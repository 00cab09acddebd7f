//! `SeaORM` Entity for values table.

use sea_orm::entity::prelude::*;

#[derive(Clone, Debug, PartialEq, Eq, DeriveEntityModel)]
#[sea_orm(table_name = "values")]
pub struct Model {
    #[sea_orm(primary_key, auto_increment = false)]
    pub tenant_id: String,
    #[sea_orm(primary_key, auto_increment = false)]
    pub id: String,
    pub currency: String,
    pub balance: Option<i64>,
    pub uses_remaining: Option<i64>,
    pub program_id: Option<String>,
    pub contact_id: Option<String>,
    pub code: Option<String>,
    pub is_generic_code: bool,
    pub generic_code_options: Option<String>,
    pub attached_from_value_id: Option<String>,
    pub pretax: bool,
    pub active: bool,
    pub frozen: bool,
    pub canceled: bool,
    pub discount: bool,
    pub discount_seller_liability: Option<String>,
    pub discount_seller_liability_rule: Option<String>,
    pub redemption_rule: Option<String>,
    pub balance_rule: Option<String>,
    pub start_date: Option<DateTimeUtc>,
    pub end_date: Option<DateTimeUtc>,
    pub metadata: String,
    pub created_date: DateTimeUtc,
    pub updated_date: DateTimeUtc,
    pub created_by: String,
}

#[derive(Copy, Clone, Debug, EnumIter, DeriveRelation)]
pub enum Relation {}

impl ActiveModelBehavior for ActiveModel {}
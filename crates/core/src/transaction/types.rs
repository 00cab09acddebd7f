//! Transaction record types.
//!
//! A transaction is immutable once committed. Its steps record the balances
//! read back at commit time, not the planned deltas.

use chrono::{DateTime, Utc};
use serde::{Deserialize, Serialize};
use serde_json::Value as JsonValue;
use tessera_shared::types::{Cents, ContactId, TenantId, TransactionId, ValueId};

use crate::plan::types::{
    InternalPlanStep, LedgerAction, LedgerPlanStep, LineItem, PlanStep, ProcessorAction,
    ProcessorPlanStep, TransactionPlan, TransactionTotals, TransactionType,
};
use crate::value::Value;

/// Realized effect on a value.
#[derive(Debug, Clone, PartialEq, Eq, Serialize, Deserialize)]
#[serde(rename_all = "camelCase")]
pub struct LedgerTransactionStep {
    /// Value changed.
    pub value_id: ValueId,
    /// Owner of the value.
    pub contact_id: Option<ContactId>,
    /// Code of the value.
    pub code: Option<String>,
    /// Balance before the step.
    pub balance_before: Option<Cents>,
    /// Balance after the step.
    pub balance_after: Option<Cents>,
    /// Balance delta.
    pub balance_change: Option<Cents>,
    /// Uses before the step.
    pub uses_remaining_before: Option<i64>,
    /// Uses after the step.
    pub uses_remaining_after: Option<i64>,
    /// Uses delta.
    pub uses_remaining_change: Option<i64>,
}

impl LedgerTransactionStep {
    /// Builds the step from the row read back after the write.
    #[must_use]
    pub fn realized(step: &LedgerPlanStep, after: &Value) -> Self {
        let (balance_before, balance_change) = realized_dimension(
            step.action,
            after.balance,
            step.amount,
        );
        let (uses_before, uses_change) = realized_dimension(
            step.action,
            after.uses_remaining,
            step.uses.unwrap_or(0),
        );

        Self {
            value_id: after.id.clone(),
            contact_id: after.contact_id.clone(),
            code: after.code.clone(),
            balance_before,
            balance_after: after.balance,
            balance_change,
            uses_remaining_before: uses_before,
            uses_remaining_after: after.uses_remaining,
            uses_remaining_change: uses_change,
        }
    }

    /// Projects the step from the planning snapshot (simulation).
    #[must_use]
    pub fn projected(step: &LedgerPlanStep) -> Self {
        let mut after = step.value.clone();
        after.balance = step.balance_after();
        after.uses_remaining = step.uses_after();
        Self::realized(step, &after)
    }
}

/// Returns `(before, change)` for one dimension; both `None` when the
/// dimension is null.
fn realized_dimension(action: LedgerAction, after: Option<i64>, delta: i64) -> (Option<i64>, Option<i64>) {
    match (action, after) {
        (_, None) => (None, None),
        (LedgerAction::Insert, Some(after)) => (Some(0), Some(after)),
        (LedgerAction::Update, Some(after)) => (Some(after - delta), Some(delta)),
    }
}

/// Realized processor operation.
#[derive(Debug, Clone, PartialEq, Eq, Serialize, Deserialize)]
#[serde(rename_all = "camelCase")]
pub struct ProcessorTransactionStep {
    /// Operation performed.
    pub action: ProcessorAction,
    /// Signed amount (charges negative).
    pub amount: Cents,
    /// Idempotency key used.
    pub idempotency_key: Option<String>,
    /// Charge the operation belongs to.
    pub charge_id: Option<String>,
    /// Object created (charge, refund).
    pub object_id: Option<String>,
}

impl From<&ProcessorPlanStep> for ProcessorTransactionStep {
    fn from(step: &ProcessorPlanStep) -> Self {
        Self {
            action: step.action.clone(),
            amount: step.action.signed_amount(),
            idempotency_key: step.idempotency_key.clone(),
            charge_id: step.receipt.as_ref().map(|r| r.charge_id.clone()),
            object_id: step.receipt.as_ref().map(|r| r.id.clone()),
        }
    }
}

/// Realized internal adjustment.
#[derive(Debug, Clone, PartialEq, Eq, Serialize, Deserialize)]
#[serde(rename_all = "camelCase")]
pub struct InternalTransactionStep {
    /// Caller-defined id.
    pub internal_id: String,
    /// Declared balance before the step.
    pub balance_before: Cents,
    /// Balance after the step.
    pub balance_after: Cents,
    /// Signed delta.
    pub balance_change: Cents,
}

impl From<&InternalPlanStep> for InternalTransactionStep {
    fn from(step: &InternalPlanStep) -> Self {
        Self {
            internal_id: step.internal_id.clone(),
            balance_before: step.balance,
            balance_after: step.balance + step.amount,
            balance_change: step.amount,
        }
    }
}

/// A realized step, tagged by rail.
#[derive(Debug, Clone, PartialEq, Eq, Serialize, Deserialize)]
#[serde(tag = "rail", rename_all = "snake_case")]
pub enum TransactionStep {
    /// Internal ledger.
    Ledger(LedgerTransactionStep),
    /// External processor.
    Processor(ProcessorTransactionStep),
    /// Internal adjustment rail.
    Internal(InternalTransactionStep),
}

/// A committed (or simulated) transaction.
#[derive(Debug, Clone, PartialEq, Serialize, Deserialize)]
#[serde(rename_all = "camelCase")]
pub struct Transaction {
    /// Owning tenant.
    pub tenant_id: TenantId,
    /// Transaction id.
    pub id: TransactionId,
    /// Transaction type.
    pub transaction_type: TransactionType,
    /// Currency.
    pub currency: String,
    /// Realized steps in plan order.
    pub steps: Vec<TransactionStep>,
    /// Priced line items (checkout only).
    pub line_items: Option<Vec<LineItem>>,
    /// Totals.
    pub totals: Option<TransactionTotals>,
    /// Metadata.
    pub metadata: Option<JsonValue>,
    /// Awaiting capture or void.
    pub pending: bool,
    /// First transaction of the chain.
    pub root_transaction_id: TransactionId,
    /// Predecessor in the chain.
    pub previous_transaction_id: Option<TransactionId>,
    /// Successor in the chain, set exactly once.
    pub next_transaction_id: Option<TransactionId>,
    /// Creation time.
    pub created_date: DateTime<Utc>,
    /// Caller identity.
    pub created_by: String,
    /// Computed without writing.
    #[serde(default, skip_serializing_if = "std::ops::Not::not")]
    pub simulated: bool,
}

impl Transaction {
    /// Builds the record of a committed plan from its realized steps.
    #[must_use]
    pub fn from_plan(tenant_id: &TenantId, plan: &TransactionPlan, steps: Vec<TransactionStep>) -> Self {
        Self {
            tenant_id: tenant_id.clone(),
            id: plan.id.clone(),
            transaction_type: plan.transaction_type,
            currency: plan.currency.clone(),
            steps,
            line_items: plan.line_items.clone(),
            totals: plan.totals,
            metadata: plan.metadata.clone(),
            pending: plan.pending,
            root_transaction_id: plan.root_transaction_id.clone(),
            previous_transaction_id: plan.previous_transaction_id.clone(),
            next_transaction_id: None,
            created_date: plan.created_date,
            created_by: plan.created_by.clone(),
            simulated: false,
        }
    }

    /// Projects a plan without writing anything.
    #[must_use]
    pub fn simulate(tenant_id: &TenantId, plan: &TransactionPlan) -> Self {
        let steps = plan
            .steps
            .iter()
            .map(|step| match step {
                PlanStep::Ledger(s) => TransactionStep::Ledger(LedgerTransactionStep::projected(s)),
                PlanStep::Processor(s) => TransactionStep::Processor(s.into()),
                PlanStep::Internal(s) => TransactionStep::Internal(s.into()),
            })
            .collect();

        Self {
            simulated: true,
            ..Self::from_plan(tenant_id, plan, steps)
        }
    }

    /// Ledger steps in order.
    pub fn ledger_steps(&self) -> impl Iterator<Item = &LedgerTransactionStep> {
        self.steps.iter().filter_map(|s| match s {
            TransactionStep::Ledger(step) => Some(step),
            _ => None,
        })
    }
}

__What is required__. Within the listing above, work out how many lines contain the string "values", and reply with that number only.

__Exercise answer__. 2